The TBI Waiver provides home and community-based services to individuals who, but for the provision of such services, would require institutional care.
Indiana defines a traumatic brain injury as a trauma that has occurred as a closed - or open - head injury caused by an external event that results in damage to brain tissue, with or without injury to other body organs. Traumatic brain injury means a sudden insult or damage to brain function, not of a degenerative or congenital nature. The insult or damage may produce an altered state of consciousness and may result in a decrease in cognitive, behavioral, emotional, or physical functioning resulting in partial or total disability not including birth trauma related injury.
Individuals meeting Nursing Facility Level of Care and Medicaid eligibility requirements must meet at least one of the following criteria to receive services through the TBI waiver:
- Have a diagnosis of Traumatic Brain Injury, or
- Meet intermediate care facility requirements for individuals with intellectual disabilities
Services available through the TBI waiver are:
Adult Day Services (ADS): Adult Day Service (ADS) are community - based group programs designed to meet the needs of older adults who need structured, social integration through a comprehensive and non-residential program. The service plan will identify the need through the person-centered assessment (PCA) process and evident through the assessment tool. The purpose of ADS is to provide health, social, recreational, supervision, support services, and personal care. Meals and/or nutritious snacks are required.
Adult Family Care (AFC): Adult Family Care is a comprehensive service in which the Individual supported resides with an unrelated caregiver. The Participant and up to three (3) other Individuals who have physical and/or cognitive disabilities who are not members of the provider’s or primary caregiver’s family, reside in a home that is owned, rented, or managed by the adult family care provider. AFC provides an environment that has the qualities of a home, including privacy, safe place that is free of environmental hazards such as pests, habitable environment, comfortable surroundings, and the opportunity to modify one’s living area to suit one’s participant preferences.
Assisted Living (AL): Assisted Living Service is defined as personal care, chore, attendant care and companion services, medication oversight (to the extent permitted under State law), therapeutic social and recreational programming, provided in a congregate residential setting in conjunction with the provision of participant paid room and board. This service includes 24-hour on-site response staff to meet scheduled or unpredictable needs. The participant retains the right to assume risk.
Attendant Care Service: Attendant Care services (ATTC) are provided to participants with nursing facility level of care needs. ATTC provides direct, hands-on care to participants for the functional needs with ADLs. ATTC id provided to participant with either nursing facility or ICF/IID level of care needs.
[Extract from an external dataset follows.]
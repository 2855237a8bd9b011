use chrono::prelude::Local;

pub fn get_local_iso_datetime() -> String {
    return Local::now().to_rfc3339();
}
Behavior Management/ Behavior Program and Counseling: Behavior Management includes training, supervision, or assistance in appropriate expression of emotions and desires, assertiveness, acquisition of socially appropriate behaviors, and the reduction of inappropriate behaviors. This service includes observation of the individual and environment for purposes of development of a plan and subsequent revisions and training staff, family members, roommates, and other appropriate individuals on the implementation of the behavior support plan.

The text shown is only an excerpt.